Шрифт:
Интервал:
Закладка:
— Так ведь и на самом деле…
— И оттого видится тебе будущее таким безмятежным? Нет, не будет его, тяжко тебе будет через все это заново проходить, заранее зная, что — измерено и взвешено… Ты еще мало очень прожил сейчас, ты и не представляешь… Думаешь, поворот времени больше всех Сергееву нужен, потому что он Наталью любит? Нужен, да; думаешь, Мише нужен, потому что снова будет у него шанс прогреметь в литературе? И ему нужен, конечно; Короткову, который на этот раз, может быть, не умрет нелепо еще до появления самой первой своей книги, но доживет и до всех остальных? Да, и ему нужен, и мне, но более всех это тебе нужно! Потому что нет и не будет у тебя другого шанса быть человеком! Подумай: ты уже мальчиком будешь, воистину невинным — ну, детские мелочи не в счет, — а люди помнить будут, кем и каким ты был! Дед мой с бабушкой вернутся, твои отец и мать, и у них долгая жизнь будет впереди — сладка ли будет им эта жизнь, если и они о тебе все знать будут? Да, мы во второй жизни ничего не можем, кроме трех вещей: помнить, думать и говорить. И люди это делают уже по одному тому, что ничего другого делать не в состоянии. Нет, папа, тебе этот поворот вдесятеро нужнее, чем любому из нас. А дальше сам суди: запоминать тебе то, что я тебе передам, или не запоминать и передавать ли дальше или оставить при себе…
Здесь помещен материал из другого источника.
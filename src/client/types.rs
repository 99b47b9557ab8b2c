//! Wire types for the Databricks REST API.
//!
//! Descriptor types keep unknown fields in a flattened map so that forwarding
//! them back to the caller is not lossy.

use serde::{Deserialize, Serialize};
use serde_json::{Map, Value};
use std::collections::BTreeMap;
use std::fmt;

/// A Unity Catalog catalog.
#[derive(Debug, Clone, Default, PartialEq, Serialize, Deserialize)]
pub struct CatalogInfo {
    pub name: String,
    #[serde(default, skip_serializing_if = "Option::is_none")]
    pub comment: Option<String>,
    #[serde(default, skip_serializing_if = "Option::is_none")]
    pub owner: Option<String>,
    #[serde(flatten)]
    pub extra: Map<String, Value>,
}

impl CatalogInfo {
    pub fn new(name: impl Into<String>) -> Self {
        Self {
            name: name.into(),
            ..Default::default()
        }
    }
}

/// A schema inside a catalog.
#[derive(Debug, Clone, Default, PartialEq, Serialize, Deserialize)]
pub struct SchemaInfo {
    pub name: String,
    #[serde(default, skip_serializing_if = "Option::is_none")]
    pub catalog_name: Option<String>,
    #[serde(default, skip_serializing_if = "Option::is_none")]
    pub full_name: Option<String>,
    #[serde(default, skip_serializing_if = "Option::is_none")]
    pub comment: Option<String>,
    #[serde(flatten)]
    pub extra: Map<String, Value>,
}

impl SchemaInfo {
    pub fn new(catalog: impl Into<String>, name: impl Into<String>) -> Self {
        let catalog = catalog.into();
        let name = name.into();
        Self {
            full_name: Some(format!("{catalog}.{name}")),
            catalog_name: Some(catalog),
            name,
            ..Default::default()
        }
    }
}

/// A column as described by the table metadata endpoints.
#[derive(Debug, Clone, Default, PartialEq, Serialize, Deserialize)]
pub struct TableColumn {
    pub name: String,
    #[serde(default, skip_serializing_if = "Option::is_none")]
    pub type_name: Option<String>,
    #[serde(default, skip_serializing_if = "Option::is_none")]
    pub type_text: Option<String>,
    #[serde(default, skip_serializing_if = "Option::is_none")]
    pub position: Option<u32>,
    #[serde(default, skip_serializing_if = "Option::is_none")]
    pub nullable: Option<bool>,
    #[serde(default, skip_serializing_if = "Option::is_none")]
    pub comment: Option<String>,
    #[serde(flatten)]
    pub extra: Map<String, Value>,
}

/// A table, view or other securable in a schema.
#[derive(Debug, Clone, Default, PartialEq, Serialize, Deserialize)]
pub struct TableInfo {
    pub name: String,
    #[serde(default, skip_serializing_if = "Option::is_none")]
    pub catalog_name: Option<String>,
    #[serde(default, skip_serializing_if = "Option::is_none")]
    pub schema_name: Option<String>,
    #[serde(default, skip_serializing_if = "Option::is_none")]
    pub full_name: Option<String>,
    #[serde(default, skip_serializing_if = "Option::is_none")]
    pub table_type: Option<String>,
    #[serde(default, skip_serializing_if = "Option::is_none")]
    pub data_source_format: Option<String>,
    #[serde(default, skip_serializing_if = "Option::is_none")]
    pub comment: Option<String>,
    #[serde(default, skip_serializing_if = "Option::is_none")]
    pub columns: Option<Vec<TableColumn>>,
    #[serde(default, skip_serializing_if = "Option::is_none")]
    pub properties: Option<BTreeMap<String, String>>,
    #[serde(flatten)]
    pub extra: Map<String, Value>,
}

impl TableInfo {
    pub fn new(catalog: &str, schema: &str, name: impl Into<String>) -> Self {
        let name = name.into();
        Self {
            full_name: Some(format!("{catalog}.{schema}.{name}")),
            catalog_name: Some(catalog.to_string()),
            schema_name: Some(schema.to_string()),
            table_type: Some("MANAGED".to_string()),
            name,
            ..Default::default()
        }
    }
}

/// A SQL warehouse (compute endpoint).
#[derive(Debug, Clone, Default, PartialEq, Serialize, Deserialize)]
pub struct WarehouseInfo {
    pub id: String,
    #[serde(default, skip_serializing_if = "Option::is_none")]
    pub name: Option<String>,
    #[serde(default, skip_serializing_if = "Option::is_none")]
    pub state: Option<String>,
    #[serde(default, skip_serializing_if = "Option::is_none")]
    pub cluster_size: Option<String>,
    #[serde(flatten)]
    pub extra: Map<String, Value>,
}

impl WarehouseInfo {
    pub fn new(id: impl Into<String>, name: impl Into<String>) -> Self {
        Self {
            id: id.into(),
            name: Some(name.into()),
            state: Some("RUNNING".to_string()),
            ..Default::default()
        }
    }
}

/// Query for a single page of the table listing.
#[derive(Debug, Clone, Default, PartialEq)]
pub struct ListTablesRequest {
    pub catalog_name: String,
    pub schema_name: String,
    pub max_results: Option<u32>,
    pub page_token: Option<String>,
    pub omit_columns: bool,
    pub omit_properties: bool,
}

/// One page of the table listing.
#[derive(Debug, Clone, Default, PartialEq, Serialize, Deserialize)]
pub struct TablesPage {
    #[serde(default)]
    pub tables: Vec<TableInfo>,
    #[serde(default, skip_serializing_if = "Option::is_none")]
    pub next_page_token: Option<String>,
}

/// Request body when submitting a SQL statement.
#[derive(Debug, Clone, Default, PartialEq, Serialize, Deserialize)]
pub struct ExecuteStatementRequest {
    pub statement: String,
    pub warehouse_id: String,
    #[serde(skip_serializing_if = "Option::is_none")]
    pub row_limit: Option<i64>,
    #[serde(skip_serializing_if = "Option::is_none")]
    pub disposition: Option<String>, // "INLINE" or "EXTERNAL_LINKS"
    #[serde(skip_serializing_if = "Option::is_none")]
    pub format: Option<String>, // "JSON_ARRAY", "ARROW_STREAM", or "CSV"
    #[serde(skip_serializing_if = "Option::is_none")]
    pub wait_timeout: Option<String>, // e.g. "5s"
    #[serde(skip_serializing_if = "Option::is_none")]
    pub on_wait_timeout: Option<String>, // "CONTINUE" or "CANCEL"
}

/// Lifecycle state of a submitted statement.
#[derive(Debug, Clone, Copy, PartialEq, Eq, Hash, Serialize, Deserialize)]
#[serde(rename_all = "SCREAMING_SNAKE_CASE")]
pub enum StatementState {
    Pending,
    Running,
    Succeeded,
    Failed,
    Canceled,
    Closed,
}

impl StatementState {
    pub fn as_str(&self) -> &'static str {
        match self {
            Self::Pending => "PENDING",
            Self::Running => "RUNNING",
            Self::Succeeded => "SUCCEEDED",
            Self::Failed => "FAILED",
            Self::Canceled => "CANCELED",
            Self::Closed => "CLOSED",
        }
    }

    /// Returns true while the statement may still change state.
    pub fn is_in_progress(&self) -> bool {
        matches!(self, Self::Pending | Self::Running)
    }
}

impl fmt::Display for StatementState {
    fn fmt(&self, f: &mut fmt::Formatter<'_>) -> fmt::Result {
        f.write_str(self.as_str())
    }
}

/// Error detail reported by the service for a failed statement.
#[derive(Debug, Clone, Default, PartialEq, Serialize, Deserialize)]
pub struct ServiceError {
    #[serde(default, skip_serializing_if = "Option::is_none")]
    pub error_code: Option<String>,
    #[serde(default)]
    pub message: String,
}

/// Status object returned with every statement response.
#[derive(Debug, Clone, PartialEq, Serialize, Deserialize)]
pub struct StatementStatus {
    pub state: StatementState,
    #[serde(default, skip_serializing_if = "Option::is_none")]
    pub error: Option<ServiceError>,
}

/// A column in the result manifest.
#[derive(Debug, Clone, Default, PartialEq, Serialize, Deserialize)]
pub struct ResultColumn {
    pub name: String,
    #[serde(default, skip_serializing_if = "Option::is_none")]
    pub type_name: Option<String>,
    #[serde(default, skip_serializing_if = "Option::is_none")]
    pub type_text: Option<String>,
    #[serde(default, skip_serializing_if = "Option::is_none")]
    pub position: Option<u32>,
}

#[derive(Debug, Clone, Default, PartialEq, Serialize, Deserialize)]
pub struct ResultSchema {
    #[serde(default, skip_serializing_if = "Option::is_none")]
    pub column_count: Option<u32>,
    #[serde(default)]
    pub columns: Vec<ResultColumn>,
}

/// Manifest with schema & chunk metadata.
#[derive(Debug, Clone, Default, PartialEq, Serialize, Deserialize)]
pub struct ResultManifest {
    #[serde(default, skip_serializing_if = "Option::is_none")]
    pub format: Option<String>,
    #[serde(default, skip_serializing_if = "Option::is_none")]
    pub schema: Option<ResultSchema>,
    #[serde(default, skip_serializing_if = "Option::is_none")]
    pub total_chunk_count: Option<u32>,
    #[serde(default, skip_serializing_if = "Option::is_none")]
    pub total_row_count: Option<i64>,
    #[serde(default, skip_serializing_if = "Option::is_none")]
    pub truncated: Option<bool>,
}

/// One chunk of inline `JSON_ARRAY` result data.
///
/// Returned embedded in a succeeded statement response and by the chunk
/// endpoint. An absent `next_chunk_index` means there are no more chunks.
#[derive(Debug, Clone, Default, PartialEq, Serialize, Deserialize)]
pub struct ResultData {
    #[serde(default, skip_serializing_if = "Option::is_none")]
    pub chunk_index: Option<u32>,
    #[serde(default, skip_serializing_if = "Option::is_none")]
    pub row_offset: Option<i64>,
    #[serde(default, skip_serializing_if = "Option::is_none")]
    pub row_count: Option<i64>,
    #[serde(default, skip_serializing_if = "Option::is_none")]
    pub data_array: Option<Vec<Vec<Option<String>>>>,
    #[serde(default, skip_serializing_if = "Option::is_none")]
    pub next_chunk_index: Option<u32>,
}

/// Response body for the statement execution endpoints.
#[derive(Debug, Clone, PartialEq, Serialize, Deserialize)]
pub struct StatementResponse {
    #[serde(default, skip_serializing_if = "Option::is_none")]
    pub statement_id: Option<String>,
    pub status: StatementStatus,
    #[serde(default, skip_serializing_if = "Option::is_none")]
    pub manifest: Option<ResultManifest>,
    #[serde(default, skip_serializing_if = "Option::is_none")]
    pub result: Option<ResultData>,
}

#[cfg(test)]
mod tests {
    use super::*;
    use pretty_assertions::assert_eq;

    #[test]
    fn test_statement_state_wire_names() {
        let state: StatementState = serde_json::from_str("\"SUCCEEDED\"").unwrap();
        assert_eq!(state, StatementState::Succeeded);
        assert_eq!(
            serde_json::to_string(&StatementState::Canceled).unwrap(),
            "\"CANCELED\""
        );
    }

    #[test]
    fn test_in_progress_states() {
        assert!(StatementState::Pending.is_in_progress());
        assert!(StatementState::Running.is_in_progress());
        assert!(!StatementState::Succeeded.is_in_progress());
        assert!(!StatementState::Failed.is_in_progress());
        assert!(!StatementState::Canceled.is_in_progress());
        assert!(!StatementState::Closed.is_in_progress());
    }

    #[test]
    fn test_parse_succeeded_response() {
        let body = r#"{
            "statement_id": "01ef-abc",
            "status": {"state": "SUCCEEDED"},
            "manifest": {
                "format": "JSON_ARRAY",
                "schema": {"column_count": 1, "columns": [
                    {"name": "1", "type_name": "INT", "type_text": "INT", "position": 0}
                ]},
                "total_chunk_count": 1,
                "total_row_count": 1
            },
            "result": {"chunk_index": 0, "row_offset": 0, "row_count": 1, "data_array": [["1"]]}
        }"#;
        let resp: StatementResponse = serde_json::from_str(body).unwrap();
        assert_eq!(resp.statement_id.as_deref(), Some("01ef-abc"));
        assert_eq!(resp.status.state, StatementState::Succeeded);
        let columns = resp.manifest.unwrap().schema.unwrap().columns;
        assert_eq!(columns[0].name, "1");
        let result = resp.result.unwrap();
        assert_eq!(result.data_array, Some(vec![vec![Some("1".to_string())]]));
        assert_eq!(result.next_chunk_index, None);
    }

    #[test]
    fn test_parse_failed_status_with_error() {
        let body = r#"{
            "statement_id": "01ef-def",
            "status": {"state": "FAILED", "error": {"error_code": "BAD_REQUEST", "message": "syntax error"}}
        }"#;
        let resp: StatementResponse = serde_json::from_str(body).unwrap();
        let error = resp.status.error.unwrap();
        assert_eq!(error.error_code.as_deref(), Some("BAD_REQUEST"));
        assert_eq!(error.message, "syntax error");
    }

    #[test]
    fn test_null_cells_survive() {
        let body = r#"{"data_array": [["a", null]], "next_chunk_index": 2}"#;
        let data: ResultData = serde_json::from_str(body).unwrap();
        assert_eq!(
            data.data_array,
            Some(vec![vec![Some("a".to_string()), None]])
        );
        assert_eq!(data.next_chunk_index, Some(2));
    }

    #[test]
    fn test_table_info_keeps_unknown_fields() {
        let body = r#"{"name": "orders", "catalog_name": "main", "storage_location": "s3://x"}"#;
        let table: TableInfo = serde_json::from_str(body).unwrap();
        assert_eq!(table.name, "orders");
        assert_eq!(
            table.extra.get("storage_location"),
            Some(&Value::String("s3://x".to_string()))
        );
        let back = serde_json::to_value(&table).unwrap();
        assert_eq!(back["storage_location"], "s3://x");
    }

    #[test]
    fn test_execute_request_skips_unset_fields() {
        let request = ExecuteStatementRequest {
            statement: "SELECT 1".to_string(),
            warehouse_id: "wh".to_string(),
            ..Default::default()
        };
        let value = serde_json::to_value(&request).unwrap();
        assert_eq!(
            value,
            serde_json::json!({"statement": "SELECT 1", "warehouse_id": "wh"})
        );
    }
}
Тут Люда окликнула Константина и о чем-то своем заговорила, а к Зернову подошла Наташа, потому что понадобилась его помощь на кухне, и закончился тяжелый этот разговор; тяжелый, но и неизбежный, наверное. Уже светло было за окном, и стол оказался почти в первозданном порядке, и Константин уже встал с бокалом шампанского, чтобы произнести первый тост за юбиляра, а Зернов, улыбаясь, готовился этот тост выслушать. И Костя, сын, уже протянул к нему руку с бокалом, где быстро оседала белая пена над золотистой жидкостью, и сказал:
— Слушай первое: не сознание во времени — наоборот, время в сознании!..
И все потянулись чокаться, как и полагалось по сценарию.
* * *
Нет, такая вторая жизнь, какой нарисовал ее Константин, милый сынок, вот уж воистину порадовавший папочку в день рождения, — такая вторая жизнь Зернова никак не устраивала. Напротив: стоило представить себе, как все это будет — день за днем, год за годом, — то становилось впору в петлю лезть. Зернов знал, однако, что этого ему не дано. Хочешь лезть в петлю — пожалуйста, только сначала пусть время обернется еще раз, и рухнет предопределенность и неизбежность, а появится снова свобода выбора и поступка.
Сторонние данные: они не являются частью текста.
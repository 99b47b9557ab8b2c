//! Tool dispatch.
//!
//! Looks the tool up in the definition table, validates its arguments into a
//! typed request and invokes the matching handler.

use serde::Serialize;
use serde_json::Value;
use std::sync::Arc;
use tokio_util::sync::CancellationToken;
use tracing::{debug, info};

use super::definitions::{find_tool, ToolKind};
use super::handlers;
use super::params::{
    ExecuteSqlParams, GetTableParams, ListSchemasParams, ListTablesParams, ToolArguments,
};
use crate::client::WorkspaceClient;
use crate::error::{McpError, Result};
use crate::statement::{ProgressSink, StatementExecutor};

/// Routes tool calls to their handlers.
///
/// Holds the workspace client shared by every invocation. Cheap to clone.
#[derive(Clone)]
pub struct Dispatcher {
    client: Arc<dyn WorkspaceClient>,
    executor: StatementExecutor,
}

impl Dispatcher {
    pub fn new(client: Arc<dyn WorkspaceClient>, executor: StatementExecutor) -> Self {
        Self { client, executor }
    }

    pub fn executor(&self) -> &StatementExecutor {
        &self.executor
    }

    /// Invokes a tool by name and returns its JSON payload.
    ///
    /// Arguments are fully validated before any remote call. `progress` and
    /// `cancel` are only consulted by `execute_sql`.
    pub async fn call(
        &self,
        name: &str,
        arguments: Option<Value>,
        progress: Option<&dyn ProgressSink>,
        cancel: &CancellationToken,
    ) -> Result<Value> {
        let tool =
            find_tool(name).ok_or_else(|| McpError::validation(format!("unknown tool '{name}'")))?;
        let args = ToolArguments::from_value(arguments)?;
        let client = self.client.as_ref();

        debug!(tool = name, "Dispatching tool call");
        match tool.kind {
            ToolKind::ListCatalogs => to_json(handlers::list_catalogs(client).await?),
            ToolKind::ListSchemas => {
                let params = ListSchemasParams::parse(&args)?;
                to_json(handlers::list_schemas(client, &params).await?)
            }
            ToolKind::ListTables => {
                let params = ListTablesParams::parse(&args)?;
                to_json(handlers::list_tables(client, &params).await?)
            }
            ToolKind::GetTable => {
                let params = GetTableParams::parse(&args)?;
                to_json(handlers::get_table(client, &params).await?)
            }
            ToolKind::ExecuteSql => {
                let request = ExecuteSqlParams::parse(&args)?.into_request();
                info!(
                    timeout_secs = request.timeout.as_secs(),
                    row_cap = request.row_cap,
                    "Executing SQL statement"
                );
                let result = self
                    .executor
                    .execute(client, &request, progress, cancel)
                    .await?;
                to_json(result)
            }
            ToolKind::ListWarehouses => to_json(handlers::list_warehouses(client).await?),
        }
    }
}

fn to_json<T: Serialize>(payload: T) -> Result<Value> {
    serde_json::to_value(payload)
        .map_err(|e| McpError::internal(format!("failed to serialize tool result: {e}")))
}

/// A text content block in a tool result.
#[derive(Debug, Clone, PartialEq, Serialize)]
pub struct ToolContent {
    #[serde(rename = "type")]
    pub content_type: &'static str,
    pub text: String,
}

/// The result envelope returned for a tool call.
#[derive(Debug, Clone, PartialEq, Serialize)]
#[serde(rename_all = "camelCase")]
pub struct ToolResponse {
    pub content: Vec<ToolContent>,
    pub is_error: bool,
}

impl ToolResponse {
    /// Wraps a successful payload as compact JSON text.
    pub fn success(payload: &Value) -> Self {
        Self {
            content: vec![ToolContent {
                content_type: "text",
                text: payload.to_string(),
            }],
            is_error: false,
        }
    }

    /// Renders an error as "<category>: <message>" followed by its causes.
    pub fn error(err: &McpError) -> Self {
        let mut text = format!("{}: {}", err.category(), err);
        for cause in err.cause_chain() {
            text.push_str("\ncaused by: ");
            text.push_str(&cause);
        }
        Self {
            content: vec![ToolContent {
                content_type: "text",
                text,
            }],
            is_error: true,
        }
    }

    pub fn from_result(result: &Result<Value>) -> Self {
        match result {
            Ok(payload) => Self::success(payload),
            Err(err) => Self::error(err),
        }
    }

    /// Returns the text of the first content block.
    pub fn text(&self) -> &str {
        self.content.first().map(|c| c.text.as_str()).unwrap_or("")
    }
}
С другой же стороны — пытаться совершить что-то сейчас было, может быть, и преждевременным. Потому что если — ну, предположим, — если вдруг сегодня жизнь снова повернет, то ведь в его, Зернова, жизнеописании — не в том тексте, что писался и переписывался для инстанций, но в том, каким оно виделось сейчас, где, как в неотредактированной стенограмме, всякая оговорка, или ошибка, или ложь оставались на своих местах, не сглаженные неторопливым пером правщика, — в жизнеописании этом так и останется многое, чего Зернову теперь уже более не хотелось. А значит, как бы ни начал он жить заново, повернув от нынешнего дня, — все то, что успело уже произойти до этого дня в прежней жизни, так и останется. И, по той самой логике, какую Зернов так любил, сейчас было рано, преждевременно — нужно было еще отступить во второй жизни подальше, — да, как ни будет это неприятно, но пройти снова через все те поступки — чтобы потом, когда удастся повернуть, обойтись уже совсем без них, чтобы в новом движении времени их вовсе не оставалось, чтобы жизнь и в полном смысле слова сделалась новой.
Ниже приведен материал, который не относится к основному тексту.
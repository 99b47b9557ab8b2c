//! MCP server transport.

pub mod protocol;
pub mod stdio;

pub use stdio::McpServer;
Во всяком случае, тут было над чем подумать… Как ни странно, сама мысль о том, что теперь он все-таки вынужден будет вступить в какой-то конфликт со второй жизнью, Зернова больше не удивляла и не пугала. Потому что, придя на работу, он встречался с людьми и думал: они знают… И порой на улице встречал знакомых и думал: знают… И дома, время от времени встречая гостей: и они знают… И с Наташей ежедневно: и она знает, все знает, и могла бы — ушла, а могла бы — и убила, может быть, но ничего не может — и все знает, все знает…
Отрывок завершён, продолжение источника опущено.